One day the vessel reached the shore
(The heart or ship? No-one was sure.)
but in some misshape, run aground
on blasted, parched, unholy land
the capsized love spilled on the beach
and scattered from the sailors’ reach
where it was found and carried off
by one portentous lovesick dove
who took the heart the crew had lost
and nailed it to a hilltop cross.
Wolves dragged it down as thunder cracked
It hid in stone. The stone rolled back.
The thunder rolled. The heart rolled too
back to the ship, the heartsick crew,
unseen by them. Convinced they’d failed
they lifted anchor, hoisted sail.
The heartless flag lay on the deck.
They tied it round the lifeless neck –
at just the point the crossbones cross –
of some abandoned albatross
the captain shot the day before
they’d pulled out from that wretched shore.

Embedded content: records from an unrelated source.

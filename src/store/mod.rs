//! Shared state store adapters.
//!
//! A store only needs one capability: run the bucket procedure against a
//! single key as one indivisible operation, with expiry on that key.

mod memory;
mod redis_store;

use async_trait::async_trait;

use crate::error::StoreError;
use crate::ratelimit::{BucketArgs, TokenBucketProcedure};

pub use self::memory::MemoryStore;
pub use self::redis_store::{RedisStore, RedisStoreConfig};

/// Trait for shared state store implementations.
///
/// Implementations must guarantee that no other caller can observe or apply
/// an interleaved partial state for `key` while the procedure runs.
#[async_trait]
pub trait SharedStateStore: Send + Sync {
    /// Run the bucket procedure against `key` and return its integer reply.
    async fn run_atomic(
        &self,
        key: &str,
        procedure: &TokenBucketProcedure,
        args: &BucketArgs,
    ) -> Result<i64, StoreError>;

    /// Liveness probe. Returns the store's reply.
    async fn ping(&self) -> Result<String, StoreError>;
}

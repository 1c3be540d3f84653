//! HTTP server implementation.

use std::net::SocketAddr;
use std::sync::Arc;

use axum::routing::get;
use axum::Router;
use tokio::net::TcpListener;
use tracing::{error, info};

use super::middleware::{enforce, RateLimitState};
use crate::error::{Result, TollgateError};
use crate::ratelimit::TokenBucketLimiter;
use crate::store::SharedStateStore;

/// HTTP server with every route behind the rate limiter.
pub struct HttpServer<S: ?Sized> {
    /// Address to bind to
    addr: SocketAddr,
    /// The limiter instance
    limiter: Arc<TokenBucketLimiter<S>>,
    /// Bucket key namespace
    key_prefix: String,
}

impl<S: SharedStateStore + ?Sized + 'static> HttpServer<S> {
    /// Create a new HTTP server.
    pub fn new(addr: SocketAddr, limiter: Arc<TokenBucketLimiter<S>>, key_prefix: &str) -> Self {
        Self {
            addr,
            limiter,
            key_prefix: key_prefix.to_string(),
        }
    }

    /// The routes served, wrapped in the rate limiting middleware.
    pub fn router(&self) -> Router {
        let state = RateLimitState::new(self.limiter.clone(), &self.key_prefix);

        Router::new()
            .route("/ping", get(ping))
            .route("/hello", get(hello))
            .layer(axum::middleware::from_fn_with_state(state, enforce::<S>))
    }

    /// Start the HTTP server.
    ///
    /// This method will block until the server is shut down.
    pub async fn serve(self) -> Result<()> {
        self.serve_with_shutdown(std::future::pending()).await
    }

    /// Start the HTTP server with graceful shutdown.
    ///
    /// The server will shut down when the provided signal resolves.
    pub async fn serve_with_shutdown<F>(self, signal: F) -> Result<()>
    where
        F: std::future::Future<Output = ()> + Send + 'static,
    {
        let listener = TcpListener::bind(self.addr).await?;

        info!(
            addr = %listener.local_addr()?,
            "Starting HTTP server with graceful shutdown"
        );

        let app = self
            .router()
            .into_make_service_with_connect_info::<SocketAddr>();

        axum::serve(listener, app)
            .with_graceful_shutdown(signal)
            .await
            .map_err(|e| {
                error!(error = %e, "HTTP server failed");
                TollgateError::Io(e)
            })
    }
}

async fn ping() -> &'static str {
    "pong"
}

async fn hello() -> &'static str {
    "hello world"
}

#[cfg(test)]
mod tests {
    use super::*;
    use std::time::Duration;

    use axum::body::Body;
    use axum::http::{Request, StatusCode};
    use tower::ServiceExt;

    use crate::store::MemoryStore;

    fn test_server(capacity: u32) -> HttpServer<MemoryStore> {
        let addr: SocketAddr = "127.0.0.1:0".parse().unwrap();
        let limiter = Arc::new(TokenBucketLimiter::new(
            Arc::new(MemoryStore::new()),
            capacity,
            Duration::from_secs(60),
        ));
        HttpServer::new(addr, limiter, "ratelimit:")
    }

    fn get_from(uri: &str, client: &str) -> Request<Body> {
        Request::builder()
            .uri(uri)
            .header("x-forwarded-for", client)
            .body(Body::empty())
            .unwrap()
    }

    #[tokio::test]
    async fn test_routes_share_one_bucket_per_client() {
        let router = test_server(2).router();

        let response = router.clone().oneshot(get_from("/ping", "192.0.2.1")).await.unwrap();
        assert_eq!(response.status(), StatusCode::OK);
        let body = axum::body::to_bytes(response.into_body(), usize::MAX).await.unwrap();
        assert_eq!(&body[..], b"pong");

        let response = router.clone().oneshot(get_from("/hello", "192.0.2.1")).await.unwrap();
        assert_eq!(response.status(), StatusCode::OK);

        let response = router.oneshot(get_from("/ping", "192.0.2.1")).await.unwrap();
        assert_eq!(response.status(), StatusCode::TOO_MANY_REQUESTS);
    }

    #[tokio::test]
    async fn test_serve_stops_on_signal() {
        let server = test_server(10);
        let result = server.serve_with_shutdown(async {}).await;
        assert!(result.is_ok());
    }
}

The weather turned from mild to mean
and evermore that heart, unseen,
rocked upon that curséd ship.
Successive crews in blind worship
would hear it from some distant mount
or glimpse it as a ghostly print
upon the shroud of that worn cloth
that once had been a flag with both
the heart and bones of life and death,
a martyr’s badge, a lover’s breath.
Next, GEOFF SUTTON with a contemporary ‘take’ on a poem by Auden.
TWENTY FIRST CENTURY REFUGEE BLUES
(with thanks to W.H.Auden)
This city has a river its waters are tidal and deep
Under its many bridges there are sheltered places to sleep
Good enough for you and me,Ali,
They’re good enough for you and me
Once we had a homeland pastures fresh sea air
Google it on a smart phone and you’ll see it’s still there
But we cannot go back now,Ali,
No we cannot go back there now
Fat for birds in the garden flap in the door for the cat
They should be gay like us,Ali,
Eastern Islamic black
PAUL FOX both intrigued and moved us with a ballad-style poem on a real piece of family history.
DEATH SENTENCE | Paul Fox
He went upstairs to Granddad
And lifted up his vest,
Then taking out his stethoscope
He listened to his chest.
He came back down to Grandma
And whispered with a sigh,
“I’m sad to tell you, Mrs Brough
Your husband’s going to die.”
The impact of that sentence
Cut Grandma like a knife.
It caused her such distress that she
Would come to lose her life.
A few hours later as she dwelt
On what the doctor said
Poor Grandma had a heart-attack
And sadly fell down dead.
Now Granddad beat pneumonia –
He fought the cough and pain,
But finding that his wife was dead
He sickened once again.
So Granddad pined and faded
With no one at his side
And just a few weeks later
He too fell down and died.
I often think of Grandma now
And how one sentence shocked her –
And how my poor grandparents
Were both killed by a doctor.
MAURICE LEYLAND supplied another intriguing poem.
LIGHT | Maurice Leyland
Light means danger,
flickering through the dense forest,
threatening reflections from frost-skimmed pools.
No sign of pursuers
only treacherous, ever-seeking beams
from searching, probing torches.
Danger spearing through the undergrowth,
hunting and harassing the fugitive,
who dodges and weaves
through the slashing, dagger-sharp thorns,
tearing his way towards freedom.
Gradually, the once dazzling threat mellows,
its piercing flood of light lessens,
grows feeble, without hope.
The trees helpfully spread out,
illuminated now by soft moonlight,
showing clearly the path to liberty.